В самолете, уносившем его в Нью-Йорк, Штрауд откинулся на спинку кресла, закрыл глаза и начал проваливаться в сон. В памяти всплыло лицо незнакомца, человека по имени Вайцель. Лицо… Только лицо… Застывшая, ничего не выражающая маска… но где-то в глубине под этой бесстрастной и бессмысленной маской спрятанные, но рвущиеся наружу… жажда или неодолимое стремление быть уничтоженным. Но сам же источник такого стремления и восставал против жажды смерти. Эта двойственная природа жгучего желания жить и не менее страстного желания умереть являли собой могучую жизненную силу. Силу, конечно, странную, может быть даже противоестественную. Но, как бы то ни было, и ощутимая жалкая печаль этого человека, и сила, хранящая его в живых, казались покрытыми тайной, которую Штрауду никогда не разгадать, потому что картину, мелькнувшую перед его мысленным взором, стерло долгожданное забвение и крепкий сон.
Во сне Штрауду снилась нормальная жизнь — жизнь, не омраченная проклятьем Штраудов. Как и его прадед Иезекииль, и его дед Аннаниас, Эйб Штрауд обладал неподвластной разуму и часто раздражавшей способностью предвидения. Штрауд даже «увидел» ужасную гибель своих родителей в автомобильной аварии, но, к несчастью, слишком поздно, чтобы ее предотвратить.
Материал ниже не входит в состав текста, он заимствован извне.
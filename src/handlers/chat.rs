//! BCST, PRIVATE and ALLCLIENTS.

use super::{Context, HandlerResult};
use crate::error::HandlerError;
use crate::metrics;
use chat_proto::{Reply, split_pair};
use tracing::debug;

/// Relay `text` to every other logged-in user.
pub(super) fn broadcast(ctx: &Context<'_>, text: &str) -> HandlerResult {
    let line = Reply::Broadcast {
        from: ctx.username().to_string(),
        text: text.to_string(),
    }
    .to_string();

    let recipients = ctx.matrix.registry.broadcast_except(ctx.handle.id(), &line);
    metrics::record_fanout(recipients);
    debug!(user = ctx.username(), recipients, "Broadcast relayed");

    Ok(Reply::ok())
}

/// `PRIVATE <target>-<text>`
pub(super) fn private(ctx: &Context<'_>, payload: &str) -> HandlerResult {
    let (target, text) = split_pair(payload).ok_or(HandlerError::PrivateFailed)?;
    let recipient = ctx
        .matrix
        .registry
        .lookup(target)
        .ok_or(HandlerError::PrivateFailed)?;

    let note = Reply::Private {
        from: ctx.username().to_string(),
        text: text.to_string(),
    };
    if !recipient.send(note.to_string()) {
        return Err(HandlerError::PrivateFailed);
    }

    Ok(Reply::ok_with(format!(
        "Private message has been sent to client: {target}"
    )))
}

pub(super) fn all_clients(ctx: &Context<'_>) -> HandlerResult {
    let listing = ctx
        .matrix
        .registry
        .snapshot()
        .into_iter()
        .map(|(user, peer)| format!("Username: {user} is connected to the server. Socket: {peer}"))
        .collect::<Vec<_>>()
        .join(" ");

    if listing.is_empty() {
        Ok(Reply::ok())
    } else {
        Ok(Reply::ok_with(listing))
    }
}

#[cfg(test)]
mod tests {
    use super::super::test_support::*;

    #[test]
    fn test_broadcast_fanout() {
        let m = matrix();
        let (a, mut rx_a) = user(&m, "A_user");
        let (_b, mut rx_b) = user(&m, "B_user");
        let (_c, mut rx_c) = user(&m, "C_user");

        assert_eq!(say(&m, &a, "BCST hi"), "+OK");
        assert!(rx_a.try_recv().is_err());
        assert_eq!(rx_b.try_recv().unwrap(), "BCST [A_user] hi");
        assert_eq!(rx_c.try_recv().unwrap(), "BCST [A_user] hi");
    }

    #[test]
    fn test_broadcast_skips_unregistered() {
        let m = matrix();
        let (a, _rx_a) = user(&m, "alice");
        let (_lurker, mut rx_l) = session(&m);

        assert_eq!(say(&m, &a, "BCST anyone?"), "+OK");
        assert!(rx_l.try_recv().is_err());
    }

    #[test]
    fn test_private_delivery() {
        let m = matrix();
        let (alice, mut rx_alice) = user(&m, "alice");
        let (_bob, mut rx_bob) = user(&m, "bob");

        assert_eq!(
            say(&m, &alice, "PRIVATE bob-see you at five-ish"),
            "+OK Private message has been sent to client: bob"
        );
        assert_eq!(
            rx_bob.try_recv().unwrap(),
            "alice has sent you a message: see you at five-ish"
        );
        assert!(rx_alice.try_recv().is_err());
    }

    #[test]
    fn test_private_failures() {
        let m = matrix();
        let (alice, _rx) = user(&m, "alice");

        assert_eq!(say(&m, &alice, "PRIVATE nobody-hi"), "-ERR Private message sending has failed.");
        assert_eq!(say(&m, &alice, "PRIVATE bob hi"), "-ERR Private message sending has failed.");
        // names are matched exactly
        let (_bob, _rx2) = user(&m, "bob");
        assert_eq!(say(&m, &alice, "PRIVATE BOB-hi"), "-ERR Private message sending has failed.");
    }

    #[test]
    fn test_all_clients_listing() {
        let m = matrix();
        let (bob, _rx1) = user(&m, "bob");
        let (_alice, _rx2) = user(&m, "alice");

        assert_eq!(
            say(&m, &bob, "ALLCLIENTS"),
            "+OK Username: alice is connected to the server. Socket: 127.0.0.1:40000 \
             Username: bob is connected to the server. Socket: 127.0.0.1:40000"
        );
    }
}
Еще ребенком он предвидел авиакатастрофы, знал номер злополучного рейса и название авиакомпании, его выполнявшей… Несколько раз он тщетно пытался предупредить о грозящей беде, но всякий раз от него просто отмахивались.
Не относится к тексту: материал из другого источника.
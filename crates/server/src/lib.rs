//! Leafspring CRM server library.
//!
//! JSON API over a single-file document store, plus a business assistant
//! that answers questions about the CRM data through an external
//! chat-completion API.
//!
//! The library form lets the CLI reuse the store and assistant, and lets the
//! integration tests boot the full router.

#![cfg_attr(not(test), forbid(unsafe_code))]

pub mod config;
pub mod error;
pub mod llm;
pub mod middleware;
pub mod models;
pub mod prompts;
pub mod routes;
pub mod services;
pub mod snapshot;
pub mod state;
pub mod store;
Настоящим провидцем, однако, он стал лишь после того, как много позже, на войне, сам ощутил прикосновение смерти, и боровшиеся за его жизнь хирурги прочно залатали его череп стальной пластинкой. Она, похоже, усилила и обострила его генетический «дар» или «проклятье», передававшиеся от поколения к поколению, а порой действовала как радар, улавливающий волны психической энергии или ауры, исходящие из любого места на земном шаре. В Эндоувере, штат Иллинойс, где он родился и вырос, ему привиделся мальчонка, ставший жертвой вампира-людоеда, которого местные жители называли «Эндоуверским Ужасом».